→ What you need to do:
Among the records below, find each line that includes the string "TaskDomainError" and copy it.

━━━━━━

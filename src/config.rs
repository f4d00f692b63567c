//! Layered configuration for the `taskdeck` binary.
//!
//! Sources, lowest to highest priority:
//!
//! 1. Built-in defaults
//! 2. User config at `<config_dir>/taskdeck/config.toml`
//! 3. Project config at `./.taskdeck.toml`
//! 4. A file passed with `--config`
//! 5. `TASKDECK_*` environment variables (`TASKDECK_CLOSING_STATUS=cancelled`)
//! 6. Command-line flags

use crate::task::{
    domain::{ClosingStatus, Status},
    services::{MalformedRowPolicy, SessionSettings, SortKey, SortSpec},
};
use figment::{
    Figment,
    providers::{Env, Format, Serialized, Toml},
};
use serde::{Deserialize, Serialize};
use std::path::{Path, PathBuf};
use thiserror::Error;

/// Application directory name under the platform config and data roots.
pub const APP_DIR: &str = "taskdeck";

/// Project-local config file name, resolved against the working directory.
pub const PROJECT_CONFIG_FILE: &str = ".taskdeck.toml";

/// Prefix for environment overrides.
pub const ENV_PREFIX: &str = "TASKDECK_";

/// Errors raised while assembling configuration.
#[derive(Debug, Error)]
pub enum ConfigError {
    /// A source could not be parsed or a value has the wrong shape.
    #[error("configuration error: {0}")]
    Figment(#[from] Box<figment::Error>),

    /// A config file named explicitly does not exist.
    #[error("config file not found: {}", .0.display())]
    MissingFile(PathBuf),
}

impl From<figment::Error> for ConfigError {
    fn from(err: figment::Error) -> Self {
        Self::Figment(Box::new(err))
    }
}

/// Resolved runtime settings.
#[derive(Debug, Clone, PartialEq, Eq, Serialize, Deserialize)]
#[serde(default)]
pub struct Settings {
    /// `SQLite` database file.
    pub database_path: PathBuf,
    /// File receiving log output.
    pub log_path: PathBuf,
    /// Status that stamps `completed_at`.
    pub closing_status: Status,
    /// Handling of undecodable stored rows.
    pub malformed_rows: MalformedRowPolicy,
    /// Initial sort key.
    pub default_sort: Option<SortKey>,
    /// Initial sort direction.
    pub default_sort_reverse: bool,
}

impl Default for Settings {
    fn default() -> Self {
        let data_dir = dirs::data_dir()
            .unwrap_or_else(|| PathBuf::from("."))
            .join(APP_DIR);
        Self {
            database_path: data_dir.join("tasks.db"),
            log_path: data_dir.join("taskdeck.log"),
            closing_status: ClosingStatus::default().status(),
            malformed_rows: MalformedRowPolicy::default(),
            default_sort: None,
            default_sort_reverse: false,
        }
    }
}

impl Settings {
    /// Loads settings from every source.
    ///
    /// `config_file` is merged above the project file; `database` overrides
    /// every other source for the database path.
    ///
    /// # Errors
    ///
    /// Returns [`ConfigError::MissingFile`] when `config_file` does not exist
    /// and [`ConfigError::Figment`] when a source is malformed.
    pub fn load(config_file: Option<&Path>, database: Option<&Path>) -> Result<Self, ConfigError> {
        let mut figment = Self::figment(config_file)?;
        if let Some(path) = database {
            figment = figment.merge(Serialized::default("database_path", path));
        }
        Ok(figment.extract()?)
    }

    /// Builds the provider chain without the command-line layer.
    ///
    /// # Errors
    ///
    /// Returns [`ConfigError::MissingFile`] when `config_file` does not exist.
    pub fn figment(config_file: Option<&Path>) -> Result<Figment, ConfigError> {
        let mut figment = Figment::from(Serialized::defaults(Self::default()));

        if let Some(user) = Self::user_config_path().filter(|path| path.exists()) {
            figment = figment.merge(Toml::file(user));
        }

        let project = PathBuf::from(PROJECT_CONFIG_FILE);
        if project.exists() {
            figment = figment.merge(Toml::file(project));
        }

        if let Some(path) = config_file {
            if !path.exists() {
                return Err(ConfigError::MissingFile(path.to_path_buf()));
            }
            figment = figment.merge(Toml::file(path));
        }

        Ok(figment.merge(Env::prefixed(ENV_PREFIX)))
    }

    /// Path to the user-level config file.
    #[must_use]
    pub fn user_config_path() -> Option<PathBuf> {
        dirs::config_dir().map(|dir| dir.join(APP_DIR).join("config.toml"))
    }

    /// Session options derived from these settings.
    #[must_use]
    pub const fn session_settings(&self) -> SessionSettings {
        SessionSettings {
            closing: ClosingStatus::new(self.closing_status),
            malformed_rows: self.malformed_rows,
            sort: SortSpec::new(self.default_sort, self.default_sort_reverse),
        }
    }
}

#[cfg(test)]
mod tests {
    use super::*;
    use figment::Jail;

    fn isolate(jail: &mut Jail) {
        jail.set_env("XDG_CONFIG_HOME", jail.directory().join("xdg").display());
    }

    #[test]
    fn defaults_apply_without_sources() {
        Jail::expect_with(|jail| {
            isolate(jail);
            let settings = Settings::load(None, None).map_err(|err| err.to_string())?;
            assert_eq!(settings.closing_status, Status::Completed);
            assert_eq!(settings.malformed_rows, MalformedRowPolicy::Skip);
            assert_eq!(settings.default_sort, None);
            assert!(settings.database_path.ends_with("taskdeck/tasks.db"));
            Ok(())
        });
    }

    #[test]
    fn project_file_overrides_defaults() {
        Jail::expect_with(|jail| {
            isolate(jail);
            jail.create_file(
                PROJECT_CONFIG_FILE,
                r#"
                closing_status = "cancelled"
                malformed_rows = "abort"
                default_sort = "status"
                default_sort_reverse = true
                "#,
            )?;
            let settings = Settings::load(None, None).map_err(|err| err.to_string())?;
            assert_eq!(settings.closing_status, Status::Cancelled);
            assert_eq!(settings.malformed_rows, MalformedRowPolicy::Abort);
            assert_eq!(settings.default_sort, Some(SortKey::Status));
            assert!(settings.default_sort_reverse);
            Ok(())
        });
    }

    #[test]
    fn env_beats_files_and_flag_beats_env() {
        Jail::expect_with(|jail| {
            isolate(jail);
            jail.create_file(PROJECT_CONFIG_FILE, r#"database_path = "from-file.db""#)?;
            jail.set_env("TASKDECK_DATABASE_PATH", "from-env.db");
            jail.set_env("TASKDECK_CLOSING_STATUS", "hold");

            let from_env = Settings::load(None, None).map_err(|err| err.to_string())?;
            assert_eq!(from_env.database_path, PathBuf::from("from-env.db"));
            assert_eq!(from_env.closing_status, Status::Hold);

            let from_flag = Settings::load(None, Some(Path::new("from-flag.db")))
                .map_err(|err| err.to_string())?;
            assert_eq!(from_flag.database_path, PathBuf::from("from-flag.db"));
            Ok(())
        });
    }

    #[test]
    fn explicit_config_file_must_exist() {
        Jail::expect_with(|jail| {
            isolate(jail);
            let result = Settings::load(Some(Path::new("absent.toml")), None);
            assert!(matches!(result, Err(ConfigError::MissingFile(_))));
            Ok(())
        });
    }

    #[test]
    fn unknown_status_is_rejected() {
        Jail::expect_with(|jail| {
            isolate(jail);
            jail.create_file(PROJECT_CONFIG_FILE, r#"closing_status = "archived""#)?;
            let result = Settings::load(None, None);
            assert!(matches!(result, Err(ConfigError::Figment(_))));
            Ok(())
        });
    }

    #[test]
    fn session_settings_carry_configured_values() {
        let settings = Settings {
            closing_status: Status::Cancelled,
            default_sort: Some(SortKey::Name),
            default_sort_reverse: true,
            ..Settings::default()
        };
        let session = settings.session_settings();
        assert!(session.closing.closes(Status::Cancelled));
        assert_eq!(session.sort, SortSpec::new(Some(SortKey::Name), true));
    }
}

━━━━━━

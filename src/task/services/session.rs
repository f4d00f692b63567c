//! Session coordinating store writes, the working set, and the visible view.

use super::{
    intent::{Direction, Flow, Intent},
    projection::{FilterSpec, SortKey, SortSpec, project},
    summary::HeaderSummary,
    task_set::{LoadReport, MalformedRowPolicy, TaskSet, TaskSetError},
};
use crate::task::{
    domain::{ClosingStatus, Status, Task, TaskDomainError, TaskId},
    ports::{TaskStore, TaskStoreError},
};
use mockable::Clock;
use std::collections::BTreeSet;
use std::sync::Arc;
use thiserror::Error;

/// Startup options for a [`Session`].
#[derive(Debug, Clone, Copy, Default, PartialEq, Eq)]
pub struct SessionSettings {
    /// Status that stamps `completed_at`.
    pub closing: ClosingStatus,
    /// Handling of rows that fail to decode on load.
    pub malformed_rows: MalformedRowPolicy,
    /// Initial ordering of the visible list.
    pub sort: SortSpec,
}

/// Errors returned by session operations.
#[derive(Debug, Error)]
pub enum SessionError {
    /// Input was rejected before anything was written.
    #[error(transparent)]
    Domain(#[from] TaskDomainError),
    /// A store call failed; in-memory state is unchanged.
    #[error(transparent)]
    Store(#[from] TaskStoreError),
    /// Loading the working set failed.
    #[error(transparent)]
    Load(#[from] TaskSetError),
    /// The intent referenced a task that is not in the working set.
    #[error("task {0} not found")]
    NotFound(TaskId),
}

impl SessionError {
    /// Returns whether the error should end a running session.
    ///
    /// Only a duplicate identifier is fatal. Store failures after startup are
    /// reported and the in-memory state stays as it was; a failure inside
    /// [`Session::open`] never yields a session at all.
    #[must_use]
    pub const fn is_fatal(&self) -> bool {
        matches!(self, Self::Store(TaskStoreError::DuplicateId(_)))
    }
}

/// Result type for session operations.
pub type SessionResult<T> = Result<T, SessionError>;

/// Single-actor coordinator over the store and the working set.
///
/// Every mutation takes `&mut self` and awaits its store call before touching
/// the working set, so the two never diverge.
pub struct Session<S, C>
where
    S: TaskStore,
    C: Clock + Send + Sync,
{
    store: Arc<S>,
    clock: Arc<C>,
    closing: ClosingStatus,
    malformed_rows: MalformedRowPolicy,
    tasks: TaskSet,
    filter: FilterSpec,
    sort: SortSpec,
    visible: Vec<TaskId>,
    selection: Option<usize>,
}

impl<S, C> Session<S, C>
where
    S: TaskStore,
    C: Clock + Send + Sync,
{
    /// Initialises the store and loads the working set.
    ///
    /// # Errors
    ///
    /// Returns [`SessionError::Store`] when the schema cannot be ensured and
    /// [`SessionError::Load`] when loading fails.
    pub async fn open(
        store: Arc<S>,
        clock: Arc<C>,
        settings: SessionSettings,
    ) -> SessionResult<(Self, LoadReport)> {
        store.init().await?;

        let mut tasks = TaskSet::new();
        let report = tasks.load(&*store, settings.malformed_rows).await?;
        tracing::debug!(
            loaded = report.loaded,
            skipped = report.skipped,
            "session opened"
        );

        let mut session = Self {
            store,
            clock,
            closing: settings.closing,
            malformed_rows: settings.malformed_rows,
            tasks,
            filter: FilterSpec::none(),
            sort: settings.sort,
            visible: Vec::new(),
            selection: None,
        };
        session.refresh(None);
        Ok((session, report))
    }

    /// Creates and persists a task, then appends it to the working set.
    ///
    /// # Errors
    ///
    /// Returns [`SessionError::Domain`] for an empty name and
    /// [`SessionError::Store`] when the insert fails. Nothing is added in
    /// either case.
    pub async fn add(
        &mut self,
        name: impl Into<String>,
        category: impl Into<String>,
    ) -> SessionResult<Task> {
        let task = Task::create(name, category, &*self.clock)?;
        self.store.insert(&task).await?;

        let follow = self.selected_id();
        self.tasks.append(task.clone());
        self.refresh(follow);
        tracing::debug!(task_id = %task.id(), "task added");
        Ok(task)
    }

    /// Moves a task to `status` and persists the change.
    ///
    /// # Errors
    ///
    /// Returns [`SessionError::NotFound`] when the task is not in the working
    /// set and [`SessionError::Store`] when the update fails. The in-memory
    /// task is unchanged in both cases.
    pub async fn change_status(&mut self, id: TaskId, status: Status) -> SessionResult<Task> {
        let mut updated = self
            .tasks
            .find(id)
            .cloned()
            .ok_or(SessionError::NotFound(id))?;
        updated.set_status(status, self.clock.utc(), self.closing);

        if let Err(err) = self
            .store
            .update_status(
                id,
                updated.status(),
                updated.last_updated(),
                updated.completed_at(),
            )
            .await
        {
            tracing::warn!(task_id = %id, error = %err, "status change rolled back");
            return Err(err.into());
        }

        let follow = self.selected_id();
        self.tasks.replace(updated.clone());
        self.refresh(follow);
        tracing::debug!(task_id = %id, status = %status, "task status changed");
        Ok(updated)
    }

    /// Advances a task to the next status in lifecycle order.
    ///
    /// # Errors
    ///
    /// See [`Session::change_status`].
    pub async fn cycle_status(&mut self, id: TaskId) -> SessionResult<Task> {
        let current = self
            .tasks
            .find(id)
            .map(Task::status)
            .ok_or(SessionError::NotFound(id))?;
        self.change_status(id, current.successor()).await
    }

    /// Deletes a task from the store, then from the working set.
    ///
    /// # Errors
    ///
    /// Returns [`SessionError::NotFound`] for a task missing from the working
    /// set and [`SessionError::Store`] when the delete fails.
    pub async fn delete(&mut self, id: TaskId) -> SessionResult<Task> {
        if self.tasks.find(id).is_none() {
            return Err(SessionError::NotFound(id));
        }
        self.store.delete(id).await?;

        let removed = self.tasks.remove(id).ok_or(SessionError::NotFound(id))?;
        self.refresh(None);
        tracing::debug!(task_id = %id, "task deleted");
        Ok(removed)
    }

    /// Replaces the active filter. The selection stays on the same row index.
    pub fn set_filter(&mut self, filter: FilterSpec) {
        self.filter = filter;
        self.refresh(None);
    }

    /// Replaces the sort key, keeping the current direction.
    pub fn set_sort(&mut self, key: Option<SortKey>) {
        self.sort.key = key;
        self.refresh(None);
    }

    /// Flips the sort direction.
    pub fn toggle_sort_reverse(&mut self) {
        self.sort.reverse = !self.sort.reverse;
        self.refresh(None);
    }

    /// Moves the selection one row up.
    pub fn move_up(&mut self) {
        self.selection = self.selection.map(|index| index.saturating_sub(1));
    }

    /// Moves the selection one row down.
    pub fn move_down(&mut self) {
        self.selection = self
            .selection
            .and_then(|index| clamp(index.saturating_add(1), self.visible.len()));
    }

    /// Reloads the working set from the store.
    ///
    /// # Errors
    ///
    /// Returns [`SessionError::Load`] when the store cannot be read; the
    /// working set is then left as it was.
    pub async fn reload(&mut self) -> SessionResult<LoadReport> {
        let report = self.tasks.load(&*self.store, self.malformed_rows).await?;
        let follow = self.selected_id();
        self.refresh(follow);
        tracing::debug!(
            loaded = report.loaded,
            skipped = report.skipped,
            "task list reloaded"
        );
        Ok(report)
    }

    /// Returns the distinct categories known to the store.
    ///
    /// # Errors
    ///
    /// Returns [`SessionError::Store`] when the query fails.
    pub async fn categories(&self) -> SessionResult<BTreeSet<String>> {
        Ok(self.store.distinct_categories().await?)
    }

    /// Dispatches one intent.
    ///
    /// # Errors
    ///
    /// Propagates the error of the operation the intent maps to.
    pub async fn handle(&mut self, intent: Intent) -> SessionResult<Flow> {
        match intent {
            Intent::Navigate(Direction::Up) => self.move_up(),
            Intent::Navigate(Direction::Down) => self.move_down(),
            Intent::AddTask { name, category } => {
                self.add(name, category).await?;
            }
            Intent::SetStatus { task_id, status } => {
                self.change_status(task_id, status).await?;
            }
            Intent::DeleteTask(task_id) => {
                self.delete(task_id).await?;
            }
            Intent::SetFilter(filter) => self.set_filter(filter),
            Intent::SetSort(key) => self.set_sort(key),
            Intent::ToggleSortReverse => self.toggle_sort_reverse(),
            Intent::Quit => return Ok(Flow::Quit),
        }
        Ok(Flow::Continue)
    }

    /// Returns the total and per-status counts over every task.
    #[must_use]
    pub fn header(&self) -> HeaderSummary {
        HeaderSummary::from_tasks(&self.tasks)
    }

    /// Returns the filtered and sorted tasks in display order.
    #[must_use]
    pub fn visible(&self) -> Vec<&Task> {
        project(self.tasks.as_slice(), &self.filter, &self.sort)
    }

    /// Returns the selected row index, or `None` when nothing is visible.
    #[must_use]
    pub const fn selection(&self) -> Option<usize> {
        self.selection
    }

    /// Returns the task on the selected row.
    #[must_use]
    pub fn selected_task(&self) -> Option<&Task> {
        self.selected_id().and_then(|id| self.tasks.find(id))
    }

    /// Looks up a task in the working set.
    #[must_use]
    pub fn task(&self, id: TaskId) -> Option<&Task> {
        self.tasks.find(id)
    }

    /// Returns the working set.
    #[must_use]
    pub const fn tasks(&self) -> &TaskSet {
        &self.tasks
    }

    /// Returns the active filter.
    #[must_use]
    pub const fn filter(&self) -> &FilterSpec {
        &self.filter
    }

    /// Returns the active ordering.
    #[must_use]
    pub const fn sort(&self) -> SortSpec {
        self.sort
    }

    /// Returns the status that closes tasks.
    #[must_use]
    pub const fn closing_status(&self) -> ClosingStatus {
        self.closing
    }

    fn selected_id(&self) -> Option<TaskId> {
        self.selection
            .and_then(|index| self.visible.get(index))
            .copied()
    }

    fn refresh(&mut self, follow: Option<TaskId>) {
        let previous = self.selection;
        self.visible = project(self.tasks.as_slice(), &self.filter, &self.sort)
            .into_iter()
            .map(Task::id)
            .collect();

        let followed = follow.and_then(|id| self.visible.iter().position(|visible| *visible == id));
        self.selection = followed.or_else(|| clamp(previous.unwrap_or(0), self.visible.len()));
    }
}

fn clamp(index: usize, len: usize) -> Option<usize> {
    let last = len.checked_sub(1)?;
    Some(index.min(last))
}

━━━━━━

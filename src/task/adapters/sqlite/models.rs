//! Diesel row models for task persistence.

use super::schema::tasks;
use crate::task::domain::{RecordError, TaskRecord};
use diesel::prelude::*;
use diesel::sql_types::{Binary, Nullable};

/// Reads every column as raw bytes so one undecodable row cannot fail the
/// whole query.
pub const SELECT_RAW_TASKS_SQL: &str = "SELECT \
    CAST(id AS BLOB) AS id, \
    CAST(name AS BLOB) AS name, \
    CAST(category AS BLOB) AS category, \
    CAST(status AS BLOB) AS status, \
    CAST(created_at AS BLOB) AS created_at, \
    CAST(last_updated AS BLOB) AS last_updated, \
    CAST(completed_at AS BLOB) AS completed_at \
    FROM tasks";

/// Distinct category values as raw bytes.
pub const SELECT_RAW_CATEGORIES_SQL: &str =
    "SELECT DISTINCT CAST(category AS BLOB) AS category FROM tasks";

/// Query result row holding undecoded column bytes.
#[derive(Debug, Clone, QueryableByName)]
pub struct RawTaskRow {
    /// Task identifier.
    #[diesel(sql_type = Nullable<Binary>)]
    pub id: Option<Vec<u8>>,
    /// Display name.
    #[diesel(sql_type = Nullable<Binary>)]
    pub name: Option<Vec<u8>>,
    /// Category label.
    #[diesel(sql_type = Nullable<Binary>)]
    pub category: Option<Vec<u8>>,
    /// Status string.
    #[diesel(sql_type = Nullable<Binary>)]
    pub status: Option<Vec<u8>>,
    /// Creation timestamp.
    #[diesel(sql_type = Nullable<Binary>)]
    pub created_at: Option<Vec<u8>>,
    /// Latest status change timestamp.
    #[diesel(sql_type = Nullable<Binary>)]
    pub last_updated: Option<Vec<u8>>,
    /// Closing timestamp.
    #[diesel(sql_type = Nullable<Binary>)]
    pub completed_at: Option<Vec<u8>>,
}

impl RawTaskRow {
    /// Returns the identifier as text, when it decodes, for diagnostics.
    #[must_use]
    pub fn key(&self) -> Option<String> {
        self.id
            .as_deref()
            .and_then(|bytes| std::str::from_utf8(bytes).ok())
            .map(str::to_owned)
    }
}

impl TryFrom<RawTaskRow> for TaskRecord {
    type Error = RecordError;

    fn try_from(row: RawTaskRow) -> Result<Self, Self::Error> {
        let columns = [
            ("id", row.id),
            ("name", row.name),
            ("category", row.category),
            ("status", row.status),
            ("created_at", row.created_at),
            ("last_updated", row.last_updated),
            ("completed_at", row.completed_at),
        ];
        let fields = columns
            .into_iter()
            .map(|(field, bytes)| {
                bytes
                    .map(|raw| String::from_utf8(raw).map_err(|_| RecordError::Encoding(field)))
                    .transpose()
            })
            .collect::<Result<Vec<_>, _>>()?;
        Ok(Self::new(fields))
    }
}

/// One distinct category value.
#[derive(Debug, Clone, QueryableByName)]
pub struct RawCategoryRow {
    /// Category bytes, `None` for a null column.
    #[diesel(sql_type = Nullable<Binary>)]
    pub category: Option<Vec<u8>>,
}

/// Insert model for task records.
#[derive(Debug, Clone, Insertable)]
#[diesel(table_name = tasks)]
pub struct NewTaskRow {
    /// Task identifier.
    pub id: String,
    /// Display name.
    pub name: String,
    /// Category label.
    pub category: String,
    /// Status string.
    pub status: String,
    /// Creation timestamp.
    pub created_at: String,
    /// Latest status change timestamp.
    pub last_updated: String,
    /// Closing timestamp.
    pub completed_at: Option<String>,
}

━━━━━━

→ Solution:
    domain::{ClosingStatus, Status, Task, TaskDomainError, TaskId},
    Domain(#[from] TaskDomainError),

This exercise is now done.